Black women are more than just a quota in the name of intersectionality — whether for advertising campaigns, organisations or the runway.

The problem is not that light skinned women are being represented, but the darker skinned women that are less represented. I don’t believe that dark skinned women are inherently invisible in the public imagination, but it could be argued that this representation is limited and has negative repercussions for the mental health of darker women of colour. It seems that the mainstream black icons — such as Alicia Keys, Beyonce and Rihanna —  all appear to adhere to Eurocentric beauty standards in terms of their skin tone, features and hair style. Additionally, dark skinned icons such as Naomi Campbell have had to wear their hair in a Eurocentric manner to be deemed acceptable.

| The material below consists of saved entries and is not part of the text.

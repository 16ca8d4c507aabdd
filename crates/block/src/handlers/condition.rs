//! The condition handler.

use async_trait::async_trait;
use serde::Deserialize;
use serde_json::Value;
use tokio_util::sync::CancellationToken;
use tracing::debug;
use weft_expression::evaluate_condition;
use weft_workflow::{Block, BlockKind, SourceHandle};

use crate::error::HandlerError;
use crate::handler::{BlockHandler, HandlerOutput};
use crate::scope::HandlerScope;

/// One authored branch of a condition block.
#[derive(Debug, Clone, Deserialize)]
struct ConditionEntry {
    id: String,
    #[serde(default)]
    #[allow(dead_code, reason = "authored field, surfaced in editors only")]
    title: Option<String>,
    #[serde(default)]
    value: Option<String>,
}

/// Evaluates the block's ordered condition list: the first true expression
/// wins, a trailing entry with an empty `value` is the implicit else. The
/// output records the decision the path tracker acts on.
#[derive(Debug, Default, Clone, Copy)]
pub struct ConditionHandler;

impl ConditionHandler {
    fn parse_entries(resolved: &Value) -> Result<Vec<ConditionEntry>, HandlerError> {
        let raw = resolved
            .get("conditions")
            .ok_or_else(|| {
                HandlerError::InvalidConditionsFormat("missing `conditions` param".into())
            })?;

        let parsed: Result<Vec<ConditionEntry>, _> = match raw {
            Value::String(text) => serde_json::from_str(text),
            other => serde_json::from_value(other.clone()),
        };
        let entries = parsed.map_err(|e| {
            HandlerError::InvalidConditionsFormat(format!(
                "`conditions` is not a sequence of {{id, title, value}}: {e}"
            ))
        })?;
        if entries.is_empty() {
            return Err(HandlerError::InvalidConditionsFormat(
                "`conditions` is empty".into(),
            ));
        }
        Ok(entries)
    }

    fn selected_path(block: &Block, scope: &HandlerScope, branch_id: &str) -> Value {
        let target = scope.workflow.connections.iter().find_map(|conn| {
            let handle = conn.source_handle.as_ref()?;
            (conn.source == block.id && handle.matches_condition(&block.id, branch_id))
                .then_some(&conn.target)
        });
        let Some(target) = target else {
            return Value::Null;
        };
        match scope.workflow.block(target) {
            Some(block) => serde_json::json!({
                "blockId": block.id,
                "blockType": block.kind,
                "blockTitle": block.name,
            }),
            None => Value::Null,
        }
    }
}

#[async_trait]
impl BlockHandler for ConditionHandler {
    fn can_handle(&self, block: &Block) -> bool {
        block.kind == BlockKind::Condition
    }

    async fn execute(
        &self,
        block: &Block,
        resolved: Value,
        scope: &HandlerScope,
        _cancel: CancellationToken,
    ) -> Result<HandlerOutput, HandlerError> {
        let entries = Self::parse_entries(&resolved)?;

        let mut else_branch = None;
        for entry in &entries {
            let Some(expr) = entry.value.as_deref().filter(|v| !v.trim().is_empty()) else {
                else_branch.get_or_insert(entry.id.as_str());
                continue;
            };
            if evaluate_condition(expr, scope)? {
                debug!(block = %block.id, branch = %entry.id, "condition matched");
                return Ok(serde_json::json!({
                    "conditionResult": true,
                    "selectedPath": Self::selected_path(block, scope, &entry.id),
                    "selectedConditionId": entry.id,
                })
                .into());
            }
        }

        let Some(else_id) = else_branch else {
            return Err(HandlerError::NoMatchingBranch);
        };
        debug!(block = %block.id, branch = else_id, "falling through to else branch");
        Ok(serde_json::json!({
            "conditionResult": false,
            "selectedPath": Self::selected_path(block, scope, else_id),
            "selectedConditionId": else_id,
        })
        .into())
    }
}

/// The canonical handle for a condition edge (re-exported convenience for
/// workflow builders and tests).
#[must_use]
pub fn branch_handle(block: &Block, branch_id: &str) -> SourceHandle {
    SourceHandle::condition_branch(&block.id, branch_id)
}

#[cfg(test)]
mod tests {
    use super::*;
    use pretty_assertions::assert_eq;
    use std::collections::{BTreeMap, HashMap};
    use std::sync::Arc;
    use weft_core::{BlockId, ExecutionId};
    use weft_workflow::{Connection, Workflow};

    fn workflow() -> Arc<Workflow> {
        let cond = Block::new("cond", BlockKind::Condition, "Check");
        let then_block = Block::new("f2", BlockKind::Function, "Then");
        let else_block = Block::new("p1", BlockKind::Parallel, "Else");
        let connections = vec![
            Connection::new("cond", "f2")
                .with_handle(SourceHandle::condition_branch(&cond.id, "cond1")),
            Connection::new("cond", "p1")
                .with_handle(SourceHandle::condition_branch(&cond.id, "else1")),
        ];
        Arc::new(Workflow {
            version: "1".into(),
            blocks: [cond, then_block, else_block]
                .into_iter()
                .map(|b| (b.id.clone(), b))
                .collect(),
            connections,
            loops: BTreeMap::new(),
            parallels: BTreeMap::new(),
        })
    }

    fn scope(locals: HashMap<String, Value>) -> HandlerScope {
        HandlerScope::new(ExecutionId::v4(), workflow(), HashMap::new()).with_locals(locals)
    }

    fn conditions_param() -> Value {
        // JSON-encoded string, the way authored workflows carry it.
        Value::String(
            serde_json::json!([
                {"id": "cond1", "title": "if", "value": "result == 'one'"},
                {"id": "else1", "title": "else", "value": ""}
            ])
            .to_string(),
        )
    }

    #[tokio::test]
    async fn first_true_branch_wins() {
        let block = Block::new("cond", BlockKind::Condition, "Check");
        let scope = scope([("result".into(), Value::from("one"))].into());
        let out = ConditionHandler
            .execute(
                &block,
                serde_json::json!({"conditions": conditions_param()}),
                &scope,
                CancellationToken::new(),
            )
            .await
            .unwrap();

        let value = out.execution_value();
        assert_eq!(value["conditionResult"], true);
        assert_eq!(value["selectedConditionId"], "cond1");
        assert_eq!(value["selectedPath"]["blockId"], "f2");
        assert_eq!(value["selectedPath"]["blockType"], "function");
        assert_eq!(value["selectedPath"]["blockTitle"], "Then");
    }

    #[tokio::test]
    async fn falls_through_to_else() {
        let block = Block::new("cond", BlockKind::Condition, "Check");
        let scope = scope([("result".into(), Value::from("two"))].into());
        let out = ConditionHandler
            .execute(
                &block,
                serde_json::json!({"conditions": conditions_param()}),
                &scope,
                CancellationToken::new(),
            )
            .await
            .unwrap();

        let value = out.execution_value();
        assert_eq!(value["conditionResult"], false);
        assert_eq!(value["selectedConditionId"], "else1");
        assert_eq!(value["selectedPath"]["blockId"], "p1");
    }

    #[tokio::test]
    async fn no_else_and_no_match_errors() {
        let block = Block::new("cond", BlockKind::Condition, "Check");
        let scope = scope([("result".into(), Value::from("two"))].into());
        let conditions =
            serde_json::json!([{"id": "cond1", "title": "if", "value": "result == 'one'"}]);
        let err = ConditionHandler
            .execute(
                &block,
                serde_json::json!({"conditions": conditions}),
                &scope,
                CancellationToken::new(),
            )
            .await
            .unwrap_err();
        assert!(matches!(err, HandlerError::NoMatchingBranch));
    }

    #[tokio::test]
    async fn malformed_conditions_error() {
        let block = Block::new("cond", BlockKind::Condition, "Check");
        let scope = scope(HashMap::new());
        for bad in [
            serde_json::json!({}),
            serde_json::json!({"conditions": "not json"}),
            serde_json::json!({"conditions": []}),
            serde_json::json!({"conditions": [{"title": "missing id"}]}),
        ] {
            let err = ConditionHandler
                .execute(&block, bad, &scope, CancellationToken::new())
                .await
                .unwrap_err();
            assert!(
                matches!(err, HandlerError::InvalidConditionsFormat(_)),
                "expected format error, got {err}"
            );
        }
    }

    #[tokio::test]
    async fn unresolved_reference_propagates() {
        let block = Block::new("cond", BlockKind::Condition, "Check");
        let scope = scope(HashMap::new());
        let conditions = serde_json::json!([
            {"id": "cond1", "value": "<ghost.result> == 'one'"},
            {"id": "else1", "value": ""}
        ]);
        let err = ConditionHandler
            .execute(
                &block,
                serde_json::json!({"conditions": conditions}),
                &scope,
                CancellationToken::new(),
            )
            .await
            .unwrap_err();
        assert!(matches!(err, HandlerError::Resolution(_)));
    }

    #[tokio::test]
    async fn unwired_branch_selects_with_null_path() {
        let block = Block::new("cond", BlockKind::Condition, "Check");
        let scope = scope([("result".into(), Value::from("one"))].into());
        let conditions = serde_json::json!([
            {"id": "unwired", "value": "result == 'one'"},
            {"id": "else1", "value": ""}
        ]);
        let out = ConditionHandler
            .execute(
                &block,
                serde_json::json!({"conditions": conditions}),
                &scope,
                CancellationToken::new(),
            )
            .await
            .unwrap();
        let value = out.execution_value();
        assert_eq!(value["selectedConditionId"], "unwired");
        assert_eq!(value["selectedPath"], Value::Null);
    }

    #[test]
    fn branch_handle_matches_grammar() {
        let block = Block::new("cond", BlockKind::Condition, "Check");
        let handle = branch_handle(&block, "cond1");
        assert_eq!(handle.as_str(), "condition-cond-cond1");
        assert!(handle.matches_condition(&BlockId::new("cond"), "cond1"));
    }
}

Growing up as a dark skinned girl, observing the negative rhetoric surrounding darker skin can be an extremely unsettling experience. It leads to feelings of self-loathing and frustration at not meeting beauty standards. Furthermore, the constant negative commentary surrounding dark skin may have the devastating effect of the individual seeing their skin, and even worse, themselves, as a problem. The behavior of men worsens this issue within the black community in that many claim that they just ‘prefer’ light skinned women, or they don’t want their children to be ‘too dark’. It is therefore unsurprising that many women feel pressured to lighten their skin, despite the health risks involved. We must therefore work as a community to eliminate this harmful pressure.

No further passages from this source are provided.